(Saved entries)

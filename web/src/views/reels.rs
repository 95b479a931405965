//! Full-screen vertical feed of top rated recipes.

use api::models::RecipeSummary;
use dioxus::prelude::*;
use ui::{scroll_into_view, use_api, ErrorBanner, RecipeReel};

use crate::Route;

#[component]
pub fn ReelsFeed() -> Element {
    let api = use_api();
    let nav = use_navigator();

    let mut reels = use_signal(Vec::<RecipeSummary>::new);
    let mut active = use_signal(|| 0usize);
    let mut error = use_signal(String::new);

    let _loader = use_resource(move || {
        let api = api.clone();
        async move {
            match api.top_rated().await {
                Ok(list) => reels.set(list),
                Err(err) => {
                    tracing::error!("fetching top rated recipes: {err}");
                    error.set(format!("Could not load reels: {}", err.message()));
                }
            }
        }
    });

    let open_recipe = move |id: i64| {
        nav.push(Route::RecipeDetail { id });
    };

    // Arrow keys step one reel at a time; scroll-snap CSS handles touch
    // and wheel input.
    let mut step = move |delta: isize| {
        let count = reels().len();
        if count == 0 {
            return;
        }
        let next = active()
            .saturating_add_signed(delta)
            .min(count - 1);
        active.set(next);
        scroll_into_view(&format!("reel-{next}"));
    };

    let handle_keys = move |evt: KeyboardEvent| match evt.key() {
        Key::ArrowDown => {
            evt.prevent_default();
            step(1);
        }
        Key::ArrowUp => {
            evt.prevent_default();
            step(-1);
        }
        _ => {}
    };

    rsx! {
        div {
            class: "reels-page",
            tabindex: 0,
            onkeydown: handle_keys,

            ErrorBanner { message: error() }

            if reels().is_empty() && error().is_empty() {
                div {
                    class: "empty-state",
                    h2 { "No Reels Yet" }
                    p { "Rated recipes will show up here." }
                }
            }

            div {
                class: "reels-track",
                for (index, recipe) in reels().into_iter().enumerate() {
                    div {
                        key: "{recipe.id}",
                        id: "reel-{index}",
                        class: "reel-slot",
                        RecipeReel {
                            recipe: recipe.clone(),
                            on_open: open_recipe,
                        }
                    }
                }
            }
        }
    }
}
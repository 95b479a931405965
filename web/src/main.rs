use dioxus::prelude::*;

use store::{authz, Role};
use ui::{initials, Navbar, SessionProvider, use_session};
use views::{
    AdminDashboard, AdminUserRecipes, CreateRecipe, EditRecipe, Home, Login, Profile,
    RecipeDetail, Register, ReelsFeed,
};

mod views;

#[derive(Debug, Clone, Routable, PartialEq)]
#[rustfmt::skip]
enum Route {
    #[layout(AppShell)]
        #[route("/")]
        Home {},
        #[route("/login")]
        Login {},
        #[route("/register")]
        Register {},
        #[route("/recipe/:id")]
        RecipeDetail { id: i64 },
        #[route("/create-recipe")]
        CreateRecipe {},
        #[route("/edit-recipe/:id")]
        EditRecipe { id: i64 },
        #[route("/reels")]
        ReelsFeed {},
        #[route("/profile")]
        Profile {},
        #[route("/admin")]
        AdminDashboard {},
        #[route("/admin/users/:user_id")]
        AdminUserRecipes { user_id: i64 },
}

const MAIN_CSS: Asset = asset!("/assets/main.css");

fn main() {
    dioxus::launch(App);
}

#[component]
fn App() -> Element {
    rsx! {
        document::Link { rel: "stylesheet", href: MAIN_CSS }

        SessionProvider {
            Router::<Route> {}
        }
    }
}

/// Persistent shell around every view: navbar with role-conditional links
/// above the routed content.
#[component]
fn AppShell() -> Element {
    let mut session = use_session();
    let nav = use_navigator();
    let current = session.current();

    let is_admin = matches!(current.as_ref().map(|s| s.role), Some(Role::Admin));
    let can_create = authz::can_create_recipe(current.as_ref());

    rsx! {
        Navbar {
            Link { class: "nav-link", to: Route::Home {}, "Home" }
            Link { class: "nav-link", to: Route::ReelsFeed {}, "Reels" }
            if can_create {
                Link { class: "nav-link", to: Route::CreateRecipe {}, "Create Recipe" }
            }
            if is_admin {
                Link { class: "nav-link", to: Route::AdminDashboard {}, "Admin" }
            }
            if let Some(user) = current {
                Link {
                    class: "nav-link nav-profile",
                    to: Route::Profile {},
                    span { class: "avatar avatar-small", "{initials(&user.username)}" }
                    "{user.username}"
                }
                button {
                    class: "nav-link nav-logout",
                    onclick: move |_| {
                        session.logout();
                        nav.push(Route::Home {});
                    },
                    "Logout"
                }
            } else {
                Link { class: "nav-link", to: Route::Login {}, "Login" }
                Link { class: "nav-link nav-register", to: Route::Register {}, "Register" }
            }
        }
        main {
            class: "app-main",
            Outlet::<Route> {}
        }
    }
}
//! Session context for the application.
//!
//! One injected service owns all reads and writes of persisted session
//! state; components never touch localStorage directly. The provider also
//! constructs the [`ApiClient`] so every request reads the bearer token
//! from the same store.

use std::sync::Arc;

use api::{ApiClient, ApiConfig};
use dioxus::prelude::*;
use store::{Session, SessionStore};

fn make_store() -> Arc<dyn SessionStore> {
    #[cfg(all(target_arch = "wasm32", feature = "web"))]
    {
        Arc::new(store::LocalStore::new())
    }
    #[cfg(not(all(target_arch = "wasm32", feature = "web")))]
    {
        Arc::new(store::MemoryStore::new())
    }
}

/// Handle to the session service: persistent store plus the reactive copy
/// views subscribe to.
#[derive(Clone)]
pub struct SessionHandle {
    store: Arc<dyn SessionStore>,
    current: Signal<Option<Session>>,
}

impl SessionHandle {
    /// The session as of the last read/write, or `None` when logged out.
    pub fn current(&self) -> Option<Session> {
        (self.current)()
    }

    /// Persist a fresh session and publish it to subscribers.
    pub fn login(&mut self, session: Session) {
        self.store.save(&session);
        self.current.set(Some(session));
    }

    /// Clear all persisted fields wholesale and publish the logout.
    pub fn logout(&mut self) {
        self.store.clear();
        self.current.set(None);
        tracing::info!("session cleared");
    }
}

/// Get the session service from context.
pub fn use_session() -> SessionHandle {
    use_context::<SessionHandle>()
}

/// Get the shared API client from context.
pub fn use_api() -> ApiClient {
    use_context::<ApiClient>()
}

/// Provider component wrapping the app. Restores any persisted session on
/// mount so a page reload keeps the user logged in.
#[component]
pub fn SessionProvider(children: Element) -> Element {
    let store = use_hook(make_store);

    let current = use_signal({
        let store = store.clone();
        move || store.load()
    });

    use_context_provider({
        let store = store.clone();
        move || ApiClient::new(ApiConfig::resolve(), store.clone())
    });
    use_context_provider(move || SessionHandle { store, current });

    rsx! {
        {children}
    }
}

WORK ORDER.
Lines after the one containing "let mut step" are left out; every line from the start of the entries through that line is restated word for word.

ANSWER SECTION.
filename web/src/views/reels.rs
repository 95b479a931405965
//! Full-screen vertical feed of top rated recipes.

use api::models::RecipeSummary;
use dioxus::prelude::*;
use ui::{scroll_into_view, use_api, ErrorBanner, RecipeReel};

use crate::Route;

#[component]
pub fn ReelsFeed() -> Element {
    let api = use_api();
    let nav = use_navigator();

    let mut reels = use_signal(Vec::<RecipeSummary>::new);
    let mut active = use_signal(|| 0usize);
    let mut error = use_signal(String::new);

    let _loader = use_resource(move || {
        let api = api.clone();
        async move {
            match api.top_rated().await {
                Ok(list) => reels.set(list),
                Err(err) => {
                    tracing::error!("fetching top rated recipes: {err}");
                    error.set(format!("Could not load reels: {}", err.message()));
                }
            }
        }
    });

    let open_recipe = move |id: i64| {
        nav.push(Route::RecipeDetail { id });
    };

    // Arrow keys step one reel at a time; scroll-snap CSS handles touch
    // and wheel input.
    let mut step = move |delta: isize| {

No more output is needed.